### Assignment
In the listing that follows, the lines starting at the one containing "#[derive(Debug, Clone, PartialEq, Eq, Serialize, Deserialize)]" and ending at the one containing "pub fn assignee<'a>(&self, employees: &'a" are to be returned exactly, both boundary lines included, and no others.

────────────────

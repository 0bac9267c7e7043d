use chrono::{DateTime, Days, NaiveDate, NaiveTime, SecondsFormat, TimeZone, Utc};
use serde::{Deserialize, Deserializer, Serialize, Serializer};
use strum::{Display, EnumString};

use crate::errors::{SyncError, SyncResult};

/// Text rendered in place of a date that could not be parsed.
pub const NO_DATE_LABEL: &str = "No date set";

/// Portable form of the invalid-date sentinel in persisted snapshots.
const INVALID_DATE_TEXT: &str = "Invalid Date";

/// A point in time attached to a task, or the sentinel for a date that was
/// missing or malformed at the source.
///
/// Parsing never fails: anything that is not a recognizable date becomes
/// [`TaskDate::Invalid`], and formatting code is expected to check for it.
#[derive(Debug, Clone, Copy, PartialEq, Eq, Hash)]
pub enum TaskDate {
    Valid(DateTime<Utc>),
    Invalid,
}

impl TaskDate {
    pub fn now() -> Self {
        TaskDate::Valid(Utc::now())
    }

    /// Midnight UTC on the given calendar day.
    pub fn from_calendar_date(date: NaiveDate) -> Self {
        TaskDate::Valid(Utc.from_utc_datetime(&date.and_time(NaiveTime::MIN)))
    }

    pub fn from_ymd(year: i32, month: u32, day: u32) -> Self {
        NaiveDate::from_ymd_opt(year, month, day)
            .map(Self::from_calendar_date)
            .unwrap_or(TaskDate::Invalid)
    }

    /// Accepts RFC 3339 timestamps and bare `YYYY-MM-DD` calendar dates.
    pub fn parse(input: &str) -> Self {
        let input = input.trim();
        if let Ok(dt) = DateTime::parse_from_rfc3339(input) {
            return TaskDate::Valid(dt.with_timezone(&Utc));
        }
        match NaiveDate::parse_from_str(input, "%Y-%m-%d") {
            Ok(date) => Self::from_calendar_date(date),
            Err(_) => TaskDate::Invalid,
        }
    }

    /// Like [`TaskDate::parse`], but rejects input that would become the
    /// sentinel. Used for dates typed in by a user.
    pub fn parse_strict(input: &str) -> SyncResult<Self> {
        match Self::parse(input) {
            TaskDate::Invalid => Err(SyncError::InvalidDate(input.to_string())),
            date => Ok(date),
        }
    }

    pub fn is_valid(&self) -> bool {
        matches!(self, TaskDate::Valid(_))
    }

    pub fn as_datetime(&self) -> Option<DateTime<Utc>> {
        match self {
            TaskDate::Valid(dt) => Some(*dt),
            TaskDate::Invalid => None,
        }
    }

    pub fn calendar_date(&self) -> Option<NaiveDate> {
        self.as_datetime().map(|dt| dt.date_naive())
    }

    /// Calendar arithmetic that keeps the time of day. The sentinel stays
    /// invalid, and so does a result past chrono's range.
    pub fn add_days(self, days: u64) -> Self {
        match self {
            TaskDate::Valid(dt) => dt
                .checked_add_days(Days::new(days))
                .map(TaskDate::Valid)
                .unwrap_or(TaskDate::Invalid),
            TaskDate::Invalid => TaskDate::Invalid,
        }
    }

    /// `Jan 8, 2024`, as shown in list rows.
    pub fn format_short(&self) -> String {
        self.format_with("%b %-d, %Y")
    }

    /// `January 8, 2024`, as shown in the detail view.
    pub fn format_long(&self) -> String {
        self.format_with("%B %-d, %Y")
    }

    fn format_with(&self, pattern: &str) -> String {
        match self {
            TaskDate::Valid(dt) => dt.format(pattern).to_string(),
            TaskDate::Invalid => NO_DATE_LABEL.to_string(),
        }
    }

    /// Text form used by persisted snapshots.
    pub fn to_portable_string(&self) -> String {
        match self {
            TaskDate::Valid(dt) => dt.to_rfc3339_opts(SecondsFormat::Millis, true),
            TaskDate::Invalid => INVALID_DATE_TEXT.to_string(),
        }
    }

    /// Milliseconds since the epoch, with the sentinel ordered first.
    pub fn sort_key(&self) -> i64 {
        self.as_datetime().map(|dt| dt.timestamp_millis()).unwrap_or(0)
    }
}

impl std::fmt::Display for TaskDate {
    fn fmt(&self, f: &mut std::fmt::Formatter<'_>) -> std::fmt::Result {
        f.write_str(&self.format_short())
    }
}

impl Serialize for TaskDate {
    fn serialize<S: Serializer>(&self, serializer: S) -> Result<S::Ok, S::Error> {
        serializer.serialize_str(&self.to_portable_string())
    }
}

impl<'de> Deserialize<'de> for TaskDate {
    fn deserialize<D: Deserializer<'de>>(deserializer: D) -> Result<Self, D::Error> {
        let text = Option::<String>::deserialize(deserializer)?;
        Ok(text.as_deref().map(TaskDate::parse).unwrap_or(TaskDate::Invalid))
    }
}

/// Optional dates have no use for the sentinel: an unreadable one is absent.
fn deserialize_known_date<'de, D: Deserializer<'de>>(
    deserializer: D,
) -> Result<Option<TaskDate>, D::Error> {
    Ok(Option::<TaskDate>::deserialize(deserializer)?.filter(TaskDate::is_valid))
}

#[derive(
    Debug, Clone, Copy, Default, PartialEq, Eq, Hash, Serialize, Deserialize, Display, EnumString,
)]
pub enum TaskStatus {
    #[default]
    #[serde(rename = "To do")]
    #[strum(serialize = "To do")]
    ToDo,
    #[serde(rename = "In progress")]
    #[strum(serialize = "In progress")]
    InProgress,
    #[serde(rename = "Done")]
    #[strum(serialize = "Done")]
    Done,
}

impl TaskStatus {
    pub fn parse(input: &str) -> SyncResult<Self> {
        input
            .trim()
            .parse()
            .map_err(|_| SyncError::InvalidStatus(input.to_string()))
    }

    /// One step along `To do → In progress → Done`.
    pub fn next(self) -> Option<TaskStatus> {
        match self {
            TaskStatus::ToDo => Some(TaskStatus::InProgress),
            TaskStatus::InProgress => Some(TaskStatus::Done),
            TaskStatus::Done => None,
        }
    }

    pub fn is_done(self) -> bool {
        self == TaskStatus::Done
    }
}

#[derive(
    Debug, Clone, Copy, Default, PartialEq, Eq, Hash, Serialize, Deserialize, Display, EnumString,
)]
#[serde(rename_all = "snake_case")]
#[strum(serialize_all = "snake_case")]
pub enum Priority {
    Low,
    #[default]
    Medium,
    High,
}

/// How far a task can be pushed back from the list view.
#[derive(Debug, Clone, Copy, PartialEq, Eq, Hash)]
pub enum DelayOption {
    Tomorrow,
    TwoDays,
    OneWeek,
    TwoWeeks,
}

impl DelayOption {
    pub const ALL: [DelayOption; 4] = [
        DelayOption::Tomorrow,
        DelayOption::TwoDays,
        DelayOption::OneWeek,
        DelayOption::TwoWeeks,
    ];

    pub fn days(self) -> u32 {
        match self {
            DelayOption::Tomorrow => 1,
            DelayOption::TwoDays => 2,
            DelayOption::OneWeek => 7,
            DelayOption::TwoWeeks => 14,
        }
    }

    pub fn label(self) -> &'static str {
        match self {
            DelayOption::Tomorrow => "Tomorrow",
            DelayOption::TwoDays => "2 Days",
            DelayOption::OneWeek => "1 Week",
            DelayOption::TwoWeeks => "2 Weeks",
        }
    }
}

impl TryFrom<u32> for DelayOption {
    type Error = SyncError;

    fn try_from(days: u32) -> Result<Self, Self::Error> {
        DelayOption::ALL
            .into_iter()
            .find(|option| option.days() == days)
            .ok_or(SyncError::InvalidDelay(days))
    }
}

#[derive(Debug, Clone, PartialEq, Eq, Serialize, Deserialize)]
pub struct Employee {
    pub id: String,
    pub name: String,
    pub avatar: String,
}

#[derive(Debug, Clone, PartialEq, Serialize, Deserialize)]
#[serde(rename_all = "camelCase")]
pub struct Task {
    pub id: String,
    pub title: String,
    #[serde(default)]
    pub description: String,
    pub due_date: TaskDate,
    pub status: TaskStatus,
    #[serde(
        default,
        skip_serializing_if = "Option::is_none",
        deserialize_with = "deserialize_known_date"
    )]
    pub completed_date: Option<TaskDate>,
    #[serde(default)]
    pub priority: Priority,
    #[serde(default)]
    pub images: Vec<String>,
    #[serde(default)]
    pub assignee_id: Option<String>,
}

impl Task {
    /// Returns a copy with every field present in `update` replaced.
    pub fn merged(&self, update: &TaskUpdate) -> Task {
        let mut task = self.clone();
        if let Some(title) = &update.title {
            task.title = title.clone();
        }
        if let Some(description) = &update.description {
            task.description = description.clone();
        }
        if let Some(due_date) = update.due_date {
            task.due_date = due_date;
        }
        if let Some(status) = update.status {
            task.status = status;
        }
        if let Some(completed_date) = update.completed_date {
            task.completed_date = Some(completed_date);
        }
        if let Some(priority) = update.priority {
            task.priority = priority;
        }
        if let Some(images) = &update.images {
            task.images = images.clone();
        }
        if let Some(assignee_id) = &update.assignee_id {
            task.assignee_id = assignee_id.clone();
        }
        task
    }

    pub fn assignee<'a>(&self, employees: &'a [Employee]) -> Option<&'a Employee> {
        let assignee_id = self.assignee_id.as_deref()?;
        employees.iter().find(|employee| employee.id == assignee_id)
    }
}

/// A task that has not been created remotely yet, so it has no id.
#[derive(Debug, Clone, PartialEq, Serialize, Deserialize)]
#[serde(rename_all = "camelCase")]
pub struct TaskDraft {
    pub title: String,
    #[serde(default)]
    pub description: String,
    pub due_date: TaskDate,
    #[serde(default)]
    pub status: TaskStatus,
    #[serde(
        default,
        skip_serializing_if = "Option::is_none",
        deserialize_with = "deserialize_known_date"
    )]
    pub completed_date: Option<TaskDate>,
    #[serde(default)]
    pub priority: Priority,
    #[serde(default)]
    pub images: Vec<String>,
    #[serde(default)]
    pub assignee_id: Option<String>,
}

impl TaskDraft {
    pub fn new(title: impl Into<String>, due_date: TaskDate) -> Self {
        Self {
            title: title.into(),
            description: String::new(),
            due_date,
            status: TaskStatus::ToDo,
            completed_date: None,
            priority: Priority::Medium,
            images: Vec::new(),
            assignee_id: None,
        }
    }

    pub fn into_task(self, id: impl Into<String>) -> Task {
        Task {
            id: id.into(),
            title: self.title,
            description: self.description,
            due_date: self.due_date,
            status: self.status,
            completed_date: self.completed_date,
            priority: self.priority,
            images: self.images,
            assignee_id: self.assignee_id,
        }
    }
}

/// Partial field set merged over an existing task by an update.
#[derive(Debug, Clone, Default, PartialEq)]
pub struct TaskUpdate {
    pub title: Option<String>,
    pub description: Option<String>,
    pub due_date: Option<TaskDate>,
    pub status: Option<TaskStatus>,
    pub completed_date: Option<TaskDate>,
    pub priority: Option<Priority>,
    pub images: Option<Vec<String>>,
    /// `Some(None)` clears the assignee.
    pub assignee_id: Option<Option<String>>,
}

impl TaskUpdate {
    pub fn is_empty(&self) -> bool {
        *self == TaskUpdate::default()
    }

    /// Rejects dates that could not be sent to the remote table.
    pub fn validate(&self) -> SyncResult<()> {
        if self.due_date == Some(TaskDate::Invalid) {
            return Err(SyncError::InvalidDate("due date".to_string()));
        }
        if self.completed_date == Some(TaskDate::Invalid) {
            return Err(SyncError::InvalidDate("completed date".to_string()));
        }
        Ok(())
    }
}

────────────────

### Your solution
#[derive(Debug, Clone, PartialEq, Eq, Serialize, Deserialize)]
pub struct Employee {
    pub id: String,
    pub name: String,
    pub avatar: String,
}

#[derive(Debug, Clone, PartialEq, Serialize, Deserialize)]
#[serde(rename_all = "camelCase")]
pub struct Task {
    pub id: String,
    pub title: String,
    #[serde(default)]
    pub description: String,
    pub due_date: TaskDate,
    pub status: TaskStatus,
    #[serde(
        default,
        skip_serializing_if = "Option::is_none",
        deserialize_with = "deserialize_known_date"
    )]
    pub completed_date: Option<TaskDate>,
    #[serde(default)]
    pub priority: Priority,
    #[serde(default)]
    pub images: Vec<String>,
    #[serde(default)]
    pub assignee_id: Option<String>,
}

impl Task {
    /// Returns a copy with every field present in `update` replaced.
    pub fn merged(&self, update: &TaskUpdate) -> Task {
        let mut task = self.clone();
        if let Some(title) = &update.title {
            task.title = title.clone();
        }
        if let Some(description) = &update.description {
            task.description = description.clone();
        }
        if let Some(due_date) = update.due_date {
            task.due_date = due_date;
        }
        if let Some(status) = update.status {
            task.status = status;
        }
        if let Some(completed_date) = update.completed_date {
            task.completed_date = Some(completed_date);
        }
        if let Some(priority) = update.priority {
            task.priority = priority;
        }
        if let Some(images) = &update.images {
            task.images = images.clone();
        }
        if let Some(assignee_id) = &update.assignee_id {
            task.assignee_id = assignee_id.clone();
        }
        task
    }

    pub fn assignee<'a>(&self, employees: &'a [Employee]) -> Option<&'a Employee> {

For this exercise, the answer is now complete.